What the task needs is the data below, written out verbatim.

=== Begin Enclosure ===

#[async_trait]
impl LongTermStore for SqliteLongTerm {
    async fn add(&self, user_id: &str, turn: &Turn, importance_score: f32) -> Result<()> {
        validate_user(user_id)?;
        let score = validate_score(importance_score)?;
        let (owner, entry) = (user_id.to_string(), turn.clone());
        self.with_conn(move |conn| insert_turn(conn, &owner, &entry, score))
            .await?;
        tracing::debug!(user_id, entry_id = %turn.id, score, "long-term entry written");
        Ok(())
    }

    async fn get(&self, user_id: &str, limit: usize, order_by: OrderBy) -> Result<Vec<Turn>> {
        let user_id = user_id.to_string();
        let limit = limit as i64;
        self.with_conn(move |conn| match order_by {
            OrderBy::Recency => {
                let mut turns = query_turns(
                    conn,
                    &format!(
                        "SELECT {TURN_COLUMNS} FROM long_term_memory WHERE user_id = ?1
                         ORDER BY timestamp DESC, id DESC LIMIT ?2"
                    ),
                    params![user_id, limit],
                )?;
                turns.reverse();
                Ok(turns)
            }
            OrderBy::Importance => query_turns(
                conn,
                &format!(
                    "SELECT {TURN_COLUMNS} FROM long_term_memory WHERE user_id = ?1
                     ORDER BY importance_score DESC, timestamp DESC, id DESC LIMIT ?2"
                ),
                params![user_id, limit],
            ),
        })
        .await
    }

    async fn search(&self, user_id: &str, query: &str, limit: usize) -> Result<Vec<Turn>> {
        let user_id = user_id.to_string();
        let pattern = contains_pattern(query);
        let limit = limit as i64;
        self.with_conn(move |conn| {
            query_turns(
                conn,
                &format!(
                    "SELECT {TURN_COLUMNS} FROM long_term_memory
                     WHERE user_id = ?1 AND unicode_lower(content) LIKE ?2 ESCAPE '\\'
                     ORDER BY timestamp DESC, id DESC LIMIT ?3"
                ),
                params![user_id, pattern, limit],
            )
        })
        .await
    }

    async fn update_importance(&self, entry_id: Uuid, score: f32) -> Result<()> {
        let score = validate_score(score)?;
        let updated = self
            .with_conn(move |conn| {
                Ok(conn.execute(
                    "UPDATE long_term_memory SET importance_score = ?1 WHERE entry_id = ?2",
                    params![score as f64, entry_id.to_string()],
                )?)
            })
            .await?;
        if updated == 0 {
            return Err(CoreError::NotFound(format!("long-term entry {entry_id}")));
        }
        Ok(())
    }

    async fn delete(&self, user_id: &str, entry_id: Option<Uuid>) -> Result<usize> {
        let user_id = user_id.to_string();
        self.with_conn(move |conn| {
            let deleted = match entry_id {
                Some(id) => conn.execute(
                    "DELETE FROM long_term_memory WHERE user_id = ?1 AND entry_id = ?2",
                    params![user_id, id.to_string()],
                )?,
                None => conn.execute(
                    "DELETE FROM long_term_memory WHERE user_id = ?1",
                    params![user_id],
                )?,
            };
            Ok(deleted)
        })
        .await
    }

    async fn list_users(&self) -> Result<Vec<String>> {
        self.with_conn(|conn| {
            let mut stmt =
                conn.prepare("SELECT user_id FROM users ORDER BY last_updated DESC, user_id")?;
            let users = stmt
                .query_map([], |row| row.get::<_, String>(0))?
                .collect::<rusqlite::Result<Vec<_>>>()?;
            Ok(users)
        })
        .await
    }

    async fn count(&self, user_id: &str) -> Result<usize> {
        let user_id = user_id.to_string();
        self.with_conn(move |conn| {
            let count: i64 = conn.query_row(
                "SELECT COUNT(*) FROM long_term_memory WHERE user_id = ?1",
                params![user_id],
                |row| row.get(0),
            )?;
            Ok(count as usize)
        })
        .await
    }
}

=== End Enclosure ===

Answer section =
#[async_trait]
impl LongTermStore for SqliteLongTerm {
    async fn add(&self, user_id: &str, turn: &Turn, importance_score: f32) -> Result<()> {
        validate_user(user_id)?;
        let score = validate_score(importance_score)?;
        let (owner, entry) = (user_id.to_string(), turn.clone());
        self.with_conn(move |conn| insert_turn(conn, &owner, &entry, score))
            .await?;
        tracing::debug!(user_id, entry_id = %turn.id, score, "long-term entry written");
        Ok(())
    }

    async fn get(&self, user_id: &str, limit: usize, order_by: OrderBy) -> Result<Vec<Turn>> {
        let user_id = user_id.to_string();
        let limit = limit as i64;
        self.with_conn(move |conn| match order_by {
            OrderBy::Recency => {
                let mut turns = query_turns(
                    conn,
                    &format!(
                        "SELECT {TURN_COLUMNS} FROM long_term_memory WHERE user_id = ?1
                         ORDER BY timestamp DESC, id DESC LIMIT ?2"
                    ),
                    params![user_id, limit],
                )?;
                turns.reverse();
                Ok(turns)
            }
            OrderBy::Importance => query_turns(
                conn,
                &format!(
                    "SELECT {TURN_COLUMNS} FROM long_term_memory WHERE user_id = ?1
                     ORDER BY importance_score DESC, timestamp DESC, id DESC LIMIT ?2"
                ),
                params![user_id, limit],
            ),
        })
        .await
    }

    async fn search(&self, user_id: &str, query: &str, limit: usize) -> Result<Vec<Turn>> {
        let user_id = user_id.to_string();
        let pattern = contains_pattern(query);
        let limit = limit as i64;
        self.with_conn(move |conn| {
            query_turns(
                conn,
                &format!(
                    "SELECT {TURN_COLUMNS} FROM long_term_memory
                     WHERE user_id = ?1 AND unicode_lower(content) LIKE ?2 ESCAPE '\\'
                     ORDER BY timestamp DESC, id DESC LIMIT ?3"
                ),
                params![user_id, pattern, limit],
            )
        })
        .await
    }

    async fn update_importance(&self, entry_id: Uuid, score: f32) -> Result<()> {
        let score = validate_score(score)?;
        let updated = self
            .with_conn(move |conn| {
                Ok(conn.execute(
                    "UPDATE long_term_memory SET importance_score = ?1 WHERE entry_id = ?2",
                    params![score as f64, entry_id.to_string()],
                )?)
            })
            .await?;
        if updated == 0 {
            return Err(CoreError::NotFound(format!("long-term entry {entry_id}")));
        }
        Ok(())
    }

    async fn delete(&self, user_id: &str, entry_id: Option<Uuid>) -> Result<usize> {
        let user_id = user_id.to_string();
        self.with_conn(move |conn| {
            let deleted = match entry_id {
                Some(id) => conn.execute(
                    "DELETE FROM long_term_memory WHERE user_id = ?1 AND entry_id = ?2",
                    params![user_id, id.to_string()],
                )?,
                None => conn.execute(
                    "DELETE FROM long_term_memory WHERE user_id = ?1",
                    params![user_id],
                )?,
            };
            Ok(deleted)
        })
        .await
    }

    async fn list_users(&self) -> Result<Vec<String>> {
        self.with_conn(|conn| {
            let mut stmt =
                conn.prepare("SELECT user_id FROM users ORDER BY last_updated DESC, user_id")?;
            let users = stmt
                .query_map([], |row| row.get::<_, String>(0))?
                .collect::<rusqlite::Result<Vec<_>>>()?;
            Ok(users)
        })
        .await
    }

    async fn count(&self, user_id: &str) -> Result<usize> {
        let user_id = user_id.to_string();
        self.with_conn(move |conn| {
            let count: i64 = conn.query_row(
                "SELECT COUNT(*) FROM long_term_memory WHERE user_id = ?1",
                params![user_id],
                |row| row.get(0),
            )?;
            Ok(count as usize)
        })
        .await
    }
}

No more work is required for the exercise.